### ACTIVITY
Filter the entries below, keeping only lines with the word "security".

Start of EXERCISE INPUTS

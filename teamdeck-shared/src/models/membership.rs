/// Membership model and database operations
///
/// Memberships bind a user to an organization with exactly one role. The
/// composite primary key enforces the one-role-per-organization invariant.
///
/// # Schema
///
/// ```sql
/// CREATE TYPE member_role AS ENUM ('owner', 'admin', 'member', 'guest');
///
/// CREATE TABLE memberships (
///     organization_id UUID NOT NULL REFERENCES organizations(id) ON DELETE CASCADE,
///     user_id UUID NOT NULL REFERENCES users(id) ON DELETE CASCADE,
///     role member_role NOT NULL DEFAULT 'member',
///     created_at TIMESTAMPTZ NOT NULL DEFAULT NOW(),
///     PRIMARY KEY (organization_id, user_id)
/// );
/// ```
///
/// # Roles
///
/// - **owner**: full control, billing, delete organization
/// - **admin**: manage members, projects, and settings
/// - **member**: create and work on projects and tasks
/// - **guest**: read-only access
///
/// Role names carry no implicit hierarchy here; what each role may do is
/// enumerated per action in [`crate::auth::permission`].

use chrono::{DateTime, Utc};
use serde::{Deserialize, Serialize};
use sqlx::PgPool;
use std::fmt;
use uuid::Uuid;

/// Role a user holds within one organization
#[derive(Debug, Clone, Copy, PartialEq, Eq, Hash, Serialize, Deserialize, sqlx::Type)]
#[sqlx(type_name = "member_role", rename_all = "lowercase")]
#[serde(rename_all = "lowercase")]
pub enum MemberRole {
    /// Full control including billing and organization deletion
    Owner,

    /// Member and project management
    Admin,

    /// Day-to-day project and task work
    Member,

    /// Read-only access
    Guest,
}

impl MemberRole {
    /// Converts the role to its storage representation
    pub fn as_str(&self) -> &'static str {
        match self {
            MemberRole::Owner => "owner",
            MemberRole::Admin => "admin",
            MemberRole::Member => "member",
            MemberRole::Guest => "guest",
        }
    }

    /// Parses a role from its storage representation
    pub fn from_str(s: &str) -> Option<Self> {
        match s {
            "owner" => Some(MemberRole::Owner),
            "admin" => Some(MemberRole::Admin),
            "member" => Some(MemberRole::Member),
            "guest" => Some(MemberRole::Guest),
            _ => None,
        }
    }
}

impl fmt::Display for MemberRole {
    fn fmt(&self, f: &mut fmt::Formatter<'_>) -> fmt::Result {
        f.write_str(self.as_str())
    }
}

/// Membership row binding a user to an organization
#[derive(Debug, Clone, Serialize, Deserialize, sqlx::FromRow)]
pub struct Membership {
    /// Organization ID
    pub organization_id: Uuid,

    /// User ID
    pub user_id: Uuid,

    /// Role within the organization
    pub role: MemberRole,

    /// When the membership was created
    pub created_at: DateTime<Utc>,
}

/// Input for creating a new membership
#[derive(Debug, Clone, Serialize, Deserialize)]
pub struct CreateMembership {
    /// Organization ID
    pub organization_id: Uuid,

    /// User ID
    pub user_id: Uuid,

    /// Role to assign (defaults to Member)
    #[serde(default = "default_role")]
    pub role: MemberRole,
}

fn default_role() -> MemberRole {
    MemberRole::Member
}

/// A user's membership joined with its organization
///
/// Returned when listing the organizations a user belongs to, so the
/// session layer can pick a default tenant and clients can render a
/// workspace switcher.
#[derive(Debug, Clone, Serialize, Deserialize, sqlx::FromRow)]
pub struct MembershipWithOrganization {
    /// Organization ID
    pub organization_id: Uuid,

    /// Organization display name
    pub name: String,

    /// Organization slug
    pub slug: String,

    /// Subscription status of the organization
    pub subscription_status: String,

    /// The user's role within that organization
    pub role: MemberRole,

    /// When the user joined
    pub joined_at: DateTime<Utc>,
}

/// A membership joined with the member's user record
///
/// Returned when listing an organization's members.
#[derive(Debug, Clone, Serialize, Deserialize, sqlx::FromRow)]
pub struct MemberDetail {
    /// User ID
    pub user_id: Uuid,

    /// Member email
    pub email: String,

    /// Member display name
    pub name: Option<String>,

    /// Role within the organization
    pub role: MemberRole,

    /// When the user joined
    pub joined_at: DateTime<Utc>,
}

impl Membership {
    /// Creates a new membership (adds a user to an organization)
    ///
    /// # Errors
    ///
    /// Returns an error if the membership already exists (primary-key
    /// violation), the organization or user is missing (foreign-key
    /// violation), or the database is unreachable.
    pub async fn create(pool: &PgPool, data: CreateMembership) -> Result<Self, sqlx::Error> {
        let membership = sqlx::query_as::<_, Membership>(
            r#"
            INSERT INTO memberships (organization_id, user_id, role)
            VALUES ($1, $2, $3)
            RETURNING organization_id, user_id, role, created_at
            "#,
        )
        .bind(data.organization_id)
        .bind(data.user_id)
        .bind(data.role)
        .fetch_one(pool)
        .await?;

        Ok(membership)
    }

    /// Finds a specific membership
    pub async fn find(
        pool: &PgPool,
        organization_id: Uuid,
        user_id: Uuid,
    ) -> Result<Option<Self>, sqlx::Error> {
        let membership = sqlx::query_as::<_, Membership>(
            r#"
            SELECT organization_id, user_id, role, created_at
            FROM memberships
            WHERE organization_id = $1 AND user_id = $2
            "#,
        )
        .bind(organization_id)
        .bind(user_id)
        .fetch_optional(pool)
        .await?;

        Ok(membership)
    }

    /// Gets a user's role in an organization
    ///
    /// # Returns
    ///
    /// The role if the user is a member, None otherwise
    pub async fn get_role(
        pool: &PgPool,
        organization_id: Uuid,
        user_id: Uuid,
    ) -> Result<Option<MemberRole>, sqlx::Error> {
        let role: Option<MemberRole> = sqlx::query_scalar(
            r#"
            SELECT role FROM memberships
            WHERE organization_id = $1 AND user_id = $2
            "#,
        )
        .bind(organization_id)
        .bind(user_id)
        .fetch_optional(pool)
        .await?;

        Ok(role)
    }

    /// Updates a member's role
    ///
    /// # Returns
    ///
    /// The updated membership if found, None if the membership doesn't exist
    pub async fn update_role(
        pool: &PgPool,
        organization_id: Uuid,
        user_id: Uuid,
        role: MemberRole,
    ) -> Result<Option<Self>, sqlx::Error> {
        let membership = sqlx::query_as::<_, Membership>(
            r#"
            UPDATE memberships
            SET role = $3
            WHERE organization_id = $1 AND user_id = $2
            RETURNING organization_id, user_id, role, created_at
            "#,
        )
        .bind(organization_id)
        .bind(user_id)
        .bind(role)
        .fetch_optional(pool)
        .await?;

        Ok(membership)
    }

    /// Deletes a membership (removes a user from an organization)
    ///
    /// # Returns
    ///
    /// True if a membership was deleted, false if it didn't exist
    pub async fn delete(
        pool: &PgPool,
        organization_id: Uuid,
        user_id: Uuid,
    ) -> Result<bool, sqlx::Error> {
        let result =
            sqlx::query("DELETE FROM memberships WHERE organization_id = $1 AND user_id = $2")
                .bind(organization_id)
                .bind(user_id)
                .execute(pool)
                .await?;

        Ok(result.rows_affected() > 0)
    }

    /// Lists an organization's members with their user details
    pub async fn list_members(
        pool: &PgPool,
        organization_id: Uuid,
    ) -> Result<Vec<MemberDetail>, sqlx::Error> {
        let members = sqlx::query_as::<_, MemberDetail>(
            r#"
            SELECT m.user_id, u.email, u.name, m.role, m.created_at AS joined_at
            FROM memberships m
            JOIN users u ON u.id = m.user_id
            WHERE m.organization_id = $1
            ORDER BY m.created_at ASC
            "#,
        )
        .bind(organization_id)
        .fetch_all(pool)
        .await?;

        Ok(members)
    }

    /// Lists the organizations a user belongs to, oldest membership first
    ///
    /// The first entry is the user's default organization for token claims.
    pub async fn list_for_user(
        pool: &PgPool,
        user_id: Uuid,
    ) -> Result<Vec<MembershipWithOrganization>, sqlx::Error> {
        let memberships = sqlx::query_as::<_, MembershipWithOrganization>(
            r#"
            SELECT m.organization_id, o.name, o.slug, o.subscription_status,
                   m.role, m.created_at AS joined_at
            FROM memberships m
            JOIN organizations o ON o.id = m.organization_id
            WHERE m.user_id = $1
            ORDER BY m.created_at ASC
            "#,
        )
        .bind(user_id)
        .fetch_all(pool)
        .await?;

        Ok(memberships)
    }
}

#[cfg(test)]
mod tests {
    use super::*;

    #[test]
    fn test_member_role_as_str() {
        assert_eq!(MemberRole::Owner.as_str(), "owner");
        assert_eq!(MemberRole::Admin.as_str(), "admin");
        assert_eq!(MemberRole::Member.as_str(), "member");
        assert_eq!(MemberRole::Guest.as_str(), "guest");
    }

    #[test]
    fn test_member_role_roundtrip() {
        for role in [
            MemberRole::Owner,
            MemberRole::Admin,
            MemberRole::Member,
            MemberRole::Guest,
        ] {
            assert_eq!(MemberRole::from_str(role.as_str()), Some(role));
        }
        assert_eq!(MemberRole::from_str("viewer"), None);
    }

    #[test]
    fn test_member_role_display() {
        assert_eq!(MemberRole::Guest.to_string(), "guest");
    }

    #[test]
    fn test_create_membership_default_role() {
        assert_eq!(default_role(), MemberRole::Member);
    }

    // Integration tests for database operations require PostgreSQL and live
    // in tests/ at the crate root.
}
/// Middleware modules for the API server
///
/// - `rate_limit`: Redis-backed token bucket for the auth endpoints
/// - `security`: OWASP-recommended response headers

pub mod rate_limit;
pub mod security;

End of EXERCISE INPUTS

### RESPONSE TO THE EXERCISE
/// - `security`: OWASP-recommended response headers
pub mod security;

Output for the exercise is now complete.